The Taper Tantrum’s Repeat Rejection
Early year optimism that 2017’s double-digit emerging market stock, bond and currency upswings could persist was overtaken by opposite sentiment and direction toward mid-year, with all asset classes in decline amid fears of a liquidity and economic squeeze reprising the 2013 US Federal Reserve-induced taper tantrum. Industrial country central banks are now in the end game of quantitative easing which contributed to developing world portfolio inflows, but over a decade the correlation could never be precisely proven, and major emerging market monetary policies were often loose as well. Average GDP growth and inflation forecasts in the 4-5% range have been relatively constant over the past six months, and trade and geopolitical conflict risks were heightened since the onset of the Trump administration’s bellicose commercial and diplomatic stances. Renewed emerging market qualms should not revert to 5-year old explanations of external forces, including the higher dollar, that help dictate fate but instead reflect the inability to construct their own global leadership and reform narratives for the next five years.

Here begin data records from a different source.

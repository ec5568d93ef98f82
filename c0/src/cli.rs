//! CLI command definitions and subcommands

use clap::{Parser, Subcommand, ValueEnum};
use std::path::PathBuf;

/// c0 - submit commands to a remote executor and collect their results
#[derive(Parser, Debug)]
#[command(
    name = "c0",
    about = "Submit commands to a remote executor over a shared Redis queue",
    version,
    after_help = "Logs are written to stderr; set RUST_LOG to adjust the filter."
)]
pub struct Cli {
    /// Path to config file
    #[arg(short, long, global = true, help = "Path to config file")]
    pub config: Option<PathBuf>,

    /// Enable verbose output
    #[arg(short, long, global = true, help = "Enable verbose output")]
    pub verbose: bool,

    /// Redis host (overrides config)
    #[arg(long, global = true)]
    pub host: Option<String>,

    /// Redis port (overrides config)
    #[arg(long, global = true)]
    pub port: Option<u16>,

    /// Redis password (overrides config)
    #[arg(long, global = true)]
    pub password: Option<String>,

    /// Redis database index (overrides config)
    #[arg(long, global = true)]
    pub db: Option<i64>,

    /// Seconds to wait for a result (0 waits forever)
    #[arg(short, long, global = true, value_name = "SECS")]
    pub timeout: Option<u64>,

    /// Subcommand to execute
    #[command(subcommand)]
    pub command: Command,
}

/// CLI subcommands
#[derive(Subcommand, Debug)]
pub enum Command {
    /// Submit an arbitrary command and print its result
    Raw {
        /// Command verb, e.g. `info.os`
        command: String,

        /// Arguments as a JSON object
        #[arg(value_name = "JSON")]
        arguments: Option<String>,

        /// Print the correlation ID and exit without waiting
        #[arg(long)]
        no_wait: bool,
    },

    /// Run a process on the executor
    System {
        /// Command line, split with shell quoting rules
        cmdline: String,

        /// Working directory
        #[arg(long, default_value = "")]
        dir: String,

        /// Data written to the process's stdin
        #[arg(long, default_value = "")]
        stdin: String,

        /// Print the correlation ID and exit without waiting
        #[arg(long)]
        no_wait: bool,
    },

    /// Run a bash script on the executor
    Bash {
        script: String,

        /// Print the correlation ID and exit without waiting
        #[arg(long)]
        no_wait: bool,
    },

    /// Wait on an existing correlation ID
    Result {
        id: String,
    },

    /// Query host information
    Info {
        #[arg(value_enum)]
        kind: InfoKind,
    },

    /// Manage containers
    Container {
        #[command(subcommand)]
        command: ContainerCommand,
    },

    /// Manage network bridges
    Bridge {
        #[command(subcommand)]
        command: BridgeCommand,
    },
}

/// Host information categories
#[derive(ValueEnum, Clone, Copy, Debug, PartialEq, Eq)]
pub enum InfoKind {
    Cpu,
    Nic,
    Mem,
    Disk,
    Os,
}

/// Container subcommands
#[derive(Subcommand, Debug)]
pub enum ContainerCommand {
    /// List running containers
    List,

    /// Create a container and print its ID
    Create {
        /// URL of the root filesystem plist
        plist: String,

        /// Bind mount, repeatable
        #[arg(long = "mount", value_name = "SRC:DST", value_parser = parse_mount)]
        mounts: Vec<(String, String)>,

        /// ZeroTier network to join
        #[arg(long)]
        zerotier: Option<String>,

        /// Bridge to attach to, repeatable
        #[arg(long = "bridge", value_name = "NAME")]
        bridges: Vec<String>,
    },

    /// Terminate a container
    Terminate {
        id: u16,
    },

    /// Run a process inside a container
    System {
        id: u16,

        cmdline: String,
    },
}

/// Bridge subcommands
#[derive(Subcommand, Debug)]
pub enum BridgeCommand {
    /// List bridges
    List,

    /// Create a bridge
    Create {
        name: String,

        /// MAC address of the bridge
        #[arg(long)]
        hwaddr: Option<String>,
    },

    /// Delete a bridge
    Delete {
        name: String,
    },
}

/// Parse a `src:dst` mount pair
pub fn parse_mount(s: &str) -> Result<(String, String), String> {
    match s.split_once(':') {
        Some((src, dst)) if !src.is_empty() && !dst.is_empty() => Ok((src.to_string(), dst.to_string())),
        _ => Err(format!("Invalid mount: {}. Use: SRC:DST", s)),
    }
}
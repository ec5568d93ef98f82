//! Network bridges on the host executor (`bridge.*`)

use serde::Serialize;
use serde_json::Value;
use tracing::debug;

use crate::client::{Client, Dispatch};
use crate::envelope::{Arguments, arguments_from};
use crate::error::ClientError;

/// Wire arguments of `bridge.create`
#[derive(Debug, Clone, PartialEq, Serialize)]
pub struct BridgeCreateArguments {
    pub name: String,
    /// MAC address; `None` lets the executor pick one
    pub hwaddr: Option<String>,
}

pub struct BridgeManager<'a> {
    client: &'a Client,
}

impl<'a> BridgeManager<'a> {
    pub fn new(client: &'a Client) -> Self {
        Self { client }
    }

    /// Create a bridge; returns whatever the executor reports for it
    pub async fn create(&self, name: &str, hwaddr: Option<&str>) -> Result<Value, ClientError> {
        debug!(%name, ?hwaddr, "BridgeManager::create: called");
        let arguments = BridgeCreateArguments {
            name: name.to_string(),
            hwaddr: hwaddr.map(str::to_string),
        };
        let handle = self.client.raw("bridge.create", arguments_from(&arguments)?).await?;
        handle.expect_json("create bridge").await
    }

    pub async fn list(&self) -> Result<Value, ClientError> {
        debug!("BridgeManager::list: called");
        let handle = self.client.raw("bridge.list", Arguments::new()).await?;
        handle.expect_json("list bridges").await
    }

    pub async fn delete(&self, name: &str) -> Result<(), ClientError> {
        debug!(%name, "BridgeManager::delete: called");
        let mut arguments = Arguments::new();
        arguments.insert("name".to_string(), name.into());
        let handle = self.client.raw("bridge.delete", arguments).await?;
        handle.expect_success("delete bridge").await?;
        Ok(())
    }
}

#[cfg(test)]
mod tests {
    use super::*;
    use crate::config::Config;
    use crate::envelope::State;
    use crate::mock::answer_next;
    use crate::transport::MemoryTransport;
    use serde_json::json;
    use std::sync::Arc;

    fn client(transport: &MemoryTransport) -> Client {
        Client::with_transport(Arc::new(transport.clone()), &Config::default())
    }

    #[tokio::test]
    async fn test_create_sends_name_and_hwaddr() {
        let transport = MemoryTransport::new();
        let client = client(&transport);
        let executor = tokio::spawn(answer_next(transport.clone(), State::Success, Some("null")));

        let created = client.bridge().create("br0", None).await.unwrap();
        let cmd = executor.await.unwrap();

        assert_eq!(created, Value::Null);
        assert_eq!(cmd.command, "bridge.create");
        assert_eq!(Value::Object(cmd.arguments), json!({"name": "br0", "hwaddr": null}));
    }

    #[tokio::test]
    async fn test_list_returns_executor_json() {
        let transport = MemoryTransport::new();
        let client = client(&transport);
        let executor = tokio::spawn(answer_next(transport.clone(), State::Success, Some(r#"["br0", "br1"]"#)));

        let bridges = client.bridge().list().await.unwrap();
        executor.await.unwrap();

        assert_eq!(bridges, json!(["br0", "br1"]));
    }

    #[tokio::test]
    async fn test_delete_failure() {
        let transport = MemoryTransport::new();
        let client = client(&transport);
        let executor = tokio::spawn(answer_next(transport.clone(), State::Error, Some("bridge busy")));

        let err = client.bridge().delete("br0").await.unwrap_err();
        let cmd = executor.await.unwrap();

        assert_eq!(cmd.arguments["name"], "br0");
        assert!(err.to_string().contains("delete bridge"));
        assert!(err.to_string().contains("bridge busy"));
    }
}
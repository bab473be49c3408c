//! # Pipeline State
//!
//! The single mutable aggregate for one analysis. The coordinator owns it for
//! the duration of a run; observers only ever see copies.

use chrono::{DateTime, Utc};
use serde::{Deserialize, Serialize};
use std::collections::{BTreeMap, BTreeSet};

use crate::swarm::pipeline::{PipelineStage, StageId};

/// Snapshot of the most recent tool invocation
#[derive(Debug, Clone, PartialEq, Eq, Serialize, Deserialize)]
pub struct ToolResults {
    #[serde(default, skip_serializing_if = "Option::is_none")]
    pub web_text: Option<String>,
    #[serde(default, skip_serializing_if = "Option::is_none")]
    pub local_text: Option<String>,
    #[serde(default)]
    pub errors: Vec<String>,
    pub timestamp: DateTime<Utc>,
}

/// A `fact — description` pair extracted from the final report
#[derive(Debug, Clone, PartialEq, Eq, Serialize, Deserialize)]
pub struct StylizedFact {
    pub fact: String,
    pub description: String,
}

#[derive(Debug, Clone, PartialEq, Serialize, Deserialize)]
pub struct PipelineState {
    /// Run identifier used for checkpoint keys
    #[serde(default)]
    pub thread_id: String,
    pub topic: String,
    /// Human revisions so far, starting at 1
    pub iteration_number: u32,
    #[serde(default)]
    pub feedback: String,
    /// Internal Opportunity-Analysis restarts in the current human-triggered run
    #[serde(default)]
    pub restart_count: u32,
    pub stage_histories: BTreeMap<StageId, Vec<String>>,
    #[serde(default)]
    pub tool_results: Option<ToolResults>,
    pub current_stage: PipelineStage,
    pub completed_stages: BTreeSet<StageId>,
    #[serde(default)]
    pub viewed_iteration: BTreeMap<StageId, usize>,
    #[serde(default)]
    pub stylized_facts: Vec<StylizedFact>,
    #[serde(default)]
    pub stylized_questions: Vec<String>,
    /// Search entries before this index belong to earlier revisions
    #[serde(default)]
    pub research_floor: usize,
    /// Message of the failure that last aborted a run
    #[serde(default, skip_serializing_if = "Option::is_none")]
    pub last_error: Option<String>,
}

impl Default for PipelineState {
    fn default() -> Self {
        Self::new("")
    }
}

impl PipelineState {
    /// Fresh state for a new analysis: empty histories, first iteration
    pub fn new(topic: impl Into<String>) -> Self {
        Self {
            thread_id: uuid::Uuid::new_v4().to_string(),
            topic: topic.into(),
            iteration_number: 1,
            feedback: String::new(),
            restart_count: 0,
            stage_histories: StageId::ORDER.iter().map(|s| (*s, Vec::new())).collect(),
            tool_results: None,
            current_stage: PipelineStage::Idle,
            completed_stages: BTreeSet::new(),
            viewed_iteration: StageId::ORDER.iter().map(|s| (*s, 0)).collect(),
            stylized_facts: Vec::new(),
            stylized_questions: Vec::new(),
            research_floor: 0,
            last_error: None,
        }
    }

    /// Whether every stage has completed in the current run segment
    pub fn all_stages_completed(&self) -> bool {
        StageId::ORDER
            .iter()
            .all(|s| self.completed_stages.contains(s))
    }

    /// Search output produced since the current revision began
    pub fn research_summary(&self) -> String {
        let entries = self.entries(StageId::Search);
        let floor = self.research_floor.min(entries.len());
        entries[floor..].join("\n\n")
    }

    /// Restore the structural guarantees a decoded record may be missing
    pub(crate) fn normalize(&mut self) {
        for stage in StageId::ORDER {
            self.stage_histories.entry(stage).or_default();
            self.viewed_iteration.entry(stage).or_insert(0);
        }
    }

    /// Check the invariants every reachable state satisfies
    pub fn validate(&self) -> Result<(), String> {
        if self.iteration_number == 0 {
            return Err("iteration_number must be at least 1".to_string());
        }

        for stage in StageId::ORDER {
            let count = self.count(stage);
            let viewed = self.viewed_iteration.get(&stage).copied().unwrap_or(0);
            if (count == 0 && viewed != 0) || (count > 0 && viewed >= count) {
                return Err(format!(
                    "viewed index {} out of range for {} ({} entries)",
                    viewed, stage, count
                ));
            }
        }

        if let Some(stage) = self
            .completed_stages
            .iter()
            .find(|stage| self.count(**stage) == 0)
        {
            return Err(format!("{} is marked completed but has no history", stage));
        }

        if self.current_stage == PipelineStage::Feedback && !self.all_stages_completed() {
            return Err("FEEDBACK requires every stage to have completed".to_string());
        }

        Ok(())
    }
}
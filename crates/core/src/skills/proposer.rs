use std::collections::HashMap;

use super::stage::{base_values, PromptContext, StageHandler, FALLBACK_TAG};
use crate::swarm::pipeline::StageId;

/// Proposer - research directions from the learnings and gap analysis
pub struct ProposerHandler;

impl StageHandler for ProposerHandler {
    fn stage(&self) -> StageId {
        StageId::Proposer
    }

    fn values(&self, ctx: &PromptContext<'_>) -> HashMap<&'static str, String> {
        let state = ctx.state;
        let mut values = base_values(state);
        values.insert("researchSummary", state.research_summary());
        values.insert(
            "generatedAnalysis",
            state.latest(StageId::Learnings).to_string(),
        );
        values.insert(
            "opportunityAnalysis",
            state.latest(StageId::OpportunityAnalysis).to_string(),
        );
        values
    }

    fn fallback(&self, ctx: &PromptContext<'_>) -> Option<String> {
        let topic = &ctx.state.topic;
        Some(format!(
            "{FALLBACK_TAG} Research proposal for \"{topic}\" could not be generated because the \
             language model was unavailable.\n\n\
             **Proposed direction**: address the key open challenges in {topic} by pairing a \
             focused literature review with a small proof-of-concept study."
        ))
    }
}
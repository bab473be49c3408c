//! Aggregator - the final report. The only terminal-critical stage.

use std::collections::HashMap;

use super::stage::{base_values, PromptContext, StageHandler};
use crate::swarm::pipeline::StageId;

pub struct AggregatorHandler;

impl StageHandler for AggregatorHandler {
    fn stage(&self) -> StageId {
        StageId::Aggregator
    }

    fn values(&self, ctx: &PromptContext<'_>) -> HashMap<&'static str, String> {
        let state = ctx.state;
        let mut values = base_values(state);
        values.insert("researchSummary", state.research_summary());
        for (key, stage) in [
            ("learnings", StageId::Learnings),
            ("opportunityAnalysis", StageId::OpportunityAnalysis),
            ("proposal", StageId::Proposer),
            ("noveltyAssessment", StageId::NoveltyChecker),
        ] {
            values.insert(key, state.latest(stage).to_string());
        }
        values
    }

    fn fallback(&self, _ctx: &PromptContext<'_>) -> Option<String> {
        None
    }
}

According to fund trackers, foreign investor inflows turned to outflows in May, but net allocation was $20 billion for local and hard currency bonds, and $35 billion for core and frontier equities at end-June. Stock market earnings and valuations were steady, with the latter still at a sizable discount to advanced economy counterparts, and international sovereign and corporate issuance was on target with respective $100 billion and $200 billion-plus gross totals, and rollovers managed with recycled cash flows. Almost all currencies were down against the dollar, but with the exception of countries like Argentina and Turkey with large payment imbalances, the trend retraced previous appreciation, and central banks and securities regulators did not panic as they prepared policy and rate defenses. Argentina bolstered its backstop by turning to the International Monetary Fund for a classic standby program, with $15 billion immediately released from a $50 billion line to cover external financing needs into next year. Outright crisis was further contained with MSCI’s decision to reinstate core index status, reflecting capital market modernization under the Macri administration which stood out in the universe as a distinct “second generation” agenda.
China, in contrast as the biggest MSCI weighting, got only a short-term bump from “A” share inclusion as investors bridled at poor governance practice at both state and private company listings, amid festering trade and debt concerns that are widespread in Asia and other regions. The counter-strategy to breakup of industrial/emerging market pacts like the Trans-Pacific Partnership and NAFTA is formation of pure developing economy blocks, where progress has been slow despite stated ambitions. TPP has yet to resurrect as a bi-regional Asian-Latin American arrangement; the pan-European single market is in jeopardy with Brexit and reduction of Eastern nation cohesion aid; and even with breakthroughs like Africa’s new continental zone the details are murky under long phase-in periods. These fresh deals are more urgent in view of the flat $800 billion in foreign direct investment in 2017 the United Nations recorded in the developing world, historically a multiple and driver of the portfolio number.
Emerging market foreign exchange reserves have rebounded from a year and a half of depletion, especially in Asia and the Gulf, but external corporate debt is under a heavy repayment schedule in 2019, and private borrowing in all forms including household remains a vulnerability despite official deleveraging campaigns. Credit has continued to outpace GDP growth over the past decade, and banks have not reckoned with bad loans under an extended favorable business cycle from liquidity-fueled demand at home and abroad that may now be turning, especially without underlying productivity gains that should also be a policymaker priority. As the asset class tackles these issues on its own terms, second half results are poised to selectively improve in line with country commitment, and a second post-taper tantrum wind can banish the concept as a different future rationale dominates.